To do: Among the lines below, some may hold the word "first"; state how many do, giving only the number.

- - - -

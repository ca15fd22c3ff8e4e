use std::process::ExitCode;

use ollamatui::cli::{timechart, run_tool};

fn main() -> ExitCode {
    run_tool(timechart::run)
}
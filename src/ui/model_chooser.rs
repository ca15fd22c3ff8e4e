//! Lists the models an Ollama server has pulled and lets the user pick one.
//!
//! The chooser never decides what a pick means: it emits
//! [`Msg::ModelSelected`] or [`Msg::ChooserAborted`] and the owner reacts.

use std::sync::Arc;

use ratatui::crossterm::event::{KeyCode, KeyEvent, KeyEventKind, KeyModifiers};
use ratatui::layout::{Constraint, Direction, Layout, Rect};
use ratatui::style::{Color, Modifier, Style};
use ratatui::text::{Line, Span};
use ratatui::widgets::{Block, Borders, List, ListItem, ListState, Paragraph, Wrap};
use ratatui::Frame;
use thiserror::Error;
use tracing::debug;

use crate::api::models::{describe_model, find_model_index};
use crate::api::transport::parse_host;
use crate::api::{HttpTransport, ListModelResponse, SharedError, Transport};
use crate::core::command::{Command, Dispatcher};
use crate::core::component::Component;
use crate::core::config;
use crate::core::ids::ComponentId;
use crate::core::message::Msg;
use crate::ui::picker::PickerState;
use crate::ui::spinner::Spinner;

const PAGE_ROWS: usize = 5;

#[derive(Debug, Error)]
pub enum ChooserError {
    #[error("highlighted row points at model {index} but only {len} are listed; please report this bug")]
    IndexOutOfRange { index: usize, len: usize },
}

pub struct ModelChooser {
    /// Shown next to the spinner while the list loads.
    pub waiting: String,
    /// List title.
    pub menu_prompt: String,
    /// Whether `init` starts a fetch.
    pub fetch_on_init: bool,

    id: ComponentId,
    host: String,
    transport: Arc<dyn Transport>,
    models: Vec<ListModelResponse>,
    has_fetched: bool,
    selected_model: Option<ListModelResponse>,
    selected_name: String,
    picker: PickerState,
    spinner: Spinner,
    is_fetching: bool,
    last_error: Option<SharedError>,
}

impl Default for ModelChooser {
    fn default() -> Self {
        Self::new()
    }
}

impl ModelChooser {
    pub fn new() -> Self {
        Self::with_transport(Arc::new(HttpTransport::new()))
    }

    pub fn with_transport(transport: Arc<dyn Transport>) -> Self {
        Self {
            waiting: "Loading models...".to_string(),
            menu_prompt: "Select Ollama model".to_string(),
            fetch_on_init: true,
            id: ComponentId::next(),
            host: config::default_host(),
            transport,
            models: Vec::new(),
            has_fetched: false,
            selected_model: None,
            selected_name: String::new(),
            picker: PickerState::new(),
            spinner: Spinner::new(),
            is_fetching: false,
            last_error: None,
        }
    }

    pub fn id(&self) -> ComponentId {
        self.id
    }

    pub fn host(&self) -> &str {
        &self.host
    }

    /// Takes effect on the next fetch.
    pub fn set_host(&mut self, host: impl Into<String>) {
        self.host = host.into();
    }

    pub fn is_fetching(&self) -> bool {
        self.is_fetching
    }

    pub fn models(&self) -> &[ListModelResponse] {
        &self.models
    }

    pub fn selected_model(&self) -> Option<&ListModelResponse> {
        self.selected_model.as_ref()
    }

    pub fn error(&self) -> Option<&SharedError> {
        self.last_error.as_ref()
    }

    pub fn filter(&self) -> &str {
        &self.picker.filter
    }

    pub fn fetch_list_msg(&self) -> Msg {
        Msg::FetchModelList { id: self.id }
    }

    /// Select a model by exact name.
    ///
    /// Before the first successful fetch the name is remembered and resolved
    /// when the list arrives; that case returns true. Afterwards it returns
    /// whether the name is in the current list.
    pub fn set_selection_by_name(&mut self, name: &str) -> bool {
        self.selected_name = name.to_string();
        if !self.has_fetched {
            self.selected_model = None;
            return true;
        }
        self.resolve_selection()
    }

    pub fn update(&mut self, msg: &Msg) -> Command {
        match msg {
            Msg::FetchModelList { id } if *id == self.id => self.fetch(),
            Msg::ModelListResponse { id, models, .. } if *id == self.id => {
                self.apply_models(models.clone());
                Command::None
            }
            Msg::ModelListError { id, error, .. } if *id == self.id => {
                debug!(chooser = %self.id, error = %error, "model list fetch failed");
                self.is_fetching = false;
                self.last_error = Some(error.clone());
                Command::None
            }
            Msg::SpinnerTick { .. } => self.spinner.update(msg, self.is_fetching),
            Msg::Key(key) if key.kind == KeyEventKind::Press => self.handle_key(key),
            _ => Command::None,
        }
    }

    fn fetch(&mut self) -> Command {
        self.is_fetching = true;
        debug!(chooser = %self.id, host = %self.host, "fetching model list");
        Command::batch([
            Command::FetchModels(FetchModelsJob {
                chooser_id: self.id,
                host: self.host.clone(),
                transport: self.transport.clone(),
            }),
            self.spinner.start(),
        ])
    }

    fn apply_models(&mut self, models: Vec<ListModelResponse>) {
        self.is_fetching = false;
        self.has_fetched = true;
        self.last_error = None;
        self.models = models;
        self.rebuild_picker();
        self.resolve_selection();
        debug!(chooser = %self.id, count = self.models.len(), "model list updated");
    }

    /// Re-point the selection at the pending name in the current list.
    fn resolve_selection(&mut self) -> bool {
        self.selected_model = None;
        if self.selected_name.is_empty() {
            return false;
        }
        match find_model_index(&self.models, &self.selected_name) {
            Some(index) => {
                self.selected_model = Some(self.models[index].clone());
                self.picker.select_item(index);
                true
            }
            None => false,
        }
    }

    fn rebuild_picker(&mut self) {
        let needle = self.picker.filter.to_lowercase();
        let models = &self.models;
        self.picker.rebuild(models.len(), |index| {
            needle.is_empty() || models[index].name.to_lowercase().contains(&needle)
        });
    }

    fn handle_key(&mut self, key: &KeyEvent) -> Command {
        match key.code {
            KeyCode::Esc => Command::Emit(Msg::ChooserAborted {
                id: self.id,
                error: self.last_error.clone(),
            }),
            KeyCode::Enter => self.confirm(),
            KeyCode::Up => {
                self.picker.move_up();
                Command::None
            }
            KeyCode::Down => {
                self.picker.move_down();
                Command::None
            }
            KeyCode::PageUp => {
                self.picker.page_up(PAGE_ROWS);
                Command::None
            }
            KeyCode::PageDown => {
                self.picker.page_down(PAGE_ROWS);
                Command::None
            }
            KeyCode::Home => {
                self.picker.first();
                Command::None
            }
            KeyCode::End => {
                self.picker.last();
                Command::None
            }
            KeyCode::Backspace => {
                if self.picker.filter.pop().is_some() {
                    self.rebuild_picker();
                }
                Command::None
            }
            KeyCode::Char(c)
                if !key
                    .modifiers
                    .intersects(KeyModifiers::CONTROL | KeyModifiers::ALT) =>
            {
                self.picker.filter.push(c);
                self.rebuild_picker();
                Command::None
            }
            _ => Command::None,
        }
    }

    fn confirm(&mut self) -> Command {
        let Some(index) = self.picker.selected_item() else {
            return Command::None;
        };

        match self.models.get(index) {
            Some(model) => {
                let selection = model.clone();
                self.selected_name = selection.name.clone();
                self.selected_model = Some(selection.clone());
                Command::Emit(Msg::ModelSelected {
                    id: self.id,
                    host: self.host.clone(),
                    selection,
                })
            }
            None => {
                let error: SharedError = Arc::new(ChooserError::IndexOutOfRange {
                    index,
                    len: self.models.len(),
                });
                self.last_error = Some(error.clone());
                Command::Emit(Msg::ChooserAborted {
                    id: self.id,
                    error: Some(error),
                })
            }
        }
    }

    fn render_list(&self, frame: &mut Frame, area: Rect) {
        let chunks = Layout::default()
            .direction(Direction::Vertical)
            .constraints([Constraint::Min(3), Constraint::Length(1)])
            .split(area);

        let title = if self.picker.filter.is_empty() {
            self.menu_prompt.clone()
        } else {
            format!("{} (filter: {})", self.menu_prompt, self.picker.filter)
        };
        let block = Block::default().borders(Borders::ALL).title(title);

        if self.picker.visible().is_empty() {
            let message = format!("No models match \"{}\"", self.picker.filter);
            frame.render_widget(
                Paragraph::new(message)
                    .block(block)
                    .style(Style::default().fg(Color::DarkGray)),
                chunks[0],
            );
        } else {
            let items: Vec<ListItem> = self
                .picker
                .visible()
                .iter()
                .map(|&index| {
                    let model = &self.models[index];
                    let is_selected = self
                        .selected_model
                        .as_ref()
                        .map(|selected| selected.name == model.name)
                        .unwrap_or(false);
                    let marker = if is_selected { " ✓" } else { "" };
                    ListItem::new(vec![
                        Line::from(vec![
                            Span::styled(
                                model.name.clone(),
                                Style::default().add_modifier(Modifier::BOLD),
                            ),
                            Span::styled(marker, Style::default().fg(Color::Green)),
                        ]),
                        Line::from(Span::styled(
                            describe_model(model),
                            Style::default().fg(Color::DarkGray),
                        )),
                    ])
                })
                .collect();

            let list = List::new(items)
                .block(block)
                .highlight_style(Style::default().fg(Color::Black).bg(Color::Cyan))
                .highlight_symbol("▶ ");
            let mut state = ListState::default().with_selected(self.picker.selected_row());
            frame.render_stateful_widget(list, chunks[0], &mut state);
        }

        let help = Paragraph::new("↑/↓ move • type to filter • Enter select • Esc cancel")
            .style(Style::default().fg(Color::DarkGray));
        frame.render_widget(help, chunks[1]);
    }
}

impl Component for ModelChooser {
    fn init(&mut self) -> Command {
        if self.fetch_on_init {
            Command::Emit(self.fetch_list_msg())
        } else {
            Command::None
        }
    }

    fn update(&mut self, msg: &Msg) -> Command {
        ModelChooser::update(self, msg)
    }

    fn render(&self, frame: &mut Frame, area: Rect) {
        let status = if let Some(err) = &self.last_error {
            Some(Paragraph::new(format!("ERROR: {err}")).style(Style::default().fg(Color::Red)))
        } else if self.is_fetching {
            Some(Paragraph::new(format!("{} {}", self.spinner.frame(), self.waiting)))
        } else if self.models.is_empty() {
            Some(Paragraph::new("<empty>"))
        } else {
            None
        };

        match status {
            Some(paragraph) => frame.render_widget(paragraph.wrap(Wrap { trim: false }), area),
            None => self.render_list(frame, area),
        }
    }
}

/// Fetch the model list from `host` and describe the outcome as a message
/// addressed to chooser `id`.
pub async fn fetch_model_list(transport: &dyn Transport, host: &str, id: ComponentId) -> Msg {
    let result = match parse_host(host) {
        Ok(url) => transport.list_models(&url).await,
        Err(err) => Err(err),
    };
    match result {
        Ok(list) => Msg::ModelListResponse {
            id,
            host: host.to_string(),
            models: list.models,
        },
        Err(err) => Msg::ModelListError {
            id,
            host: host.to_string(),
            error: err.shared(),
        },
    }
}

pub struct FetchModelsJob {
    chooser_id: ComponentId,
    host: String,
    transport: Arc<dyn Transport>,
}

impl FetchModelsJob {
    pub fn chooser_id(&self) -> ComponentId {
        self.chooser_id
    }

    pub async fn run(self, dispatcher: Dispatcher) {
        let msg = fetch_model_list(self.transport.as_ref(), &self.host, self.chooser_id).await;
        dispatcher.dispatch(msg);
    }
}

- - - -

Answer to the exercise: 2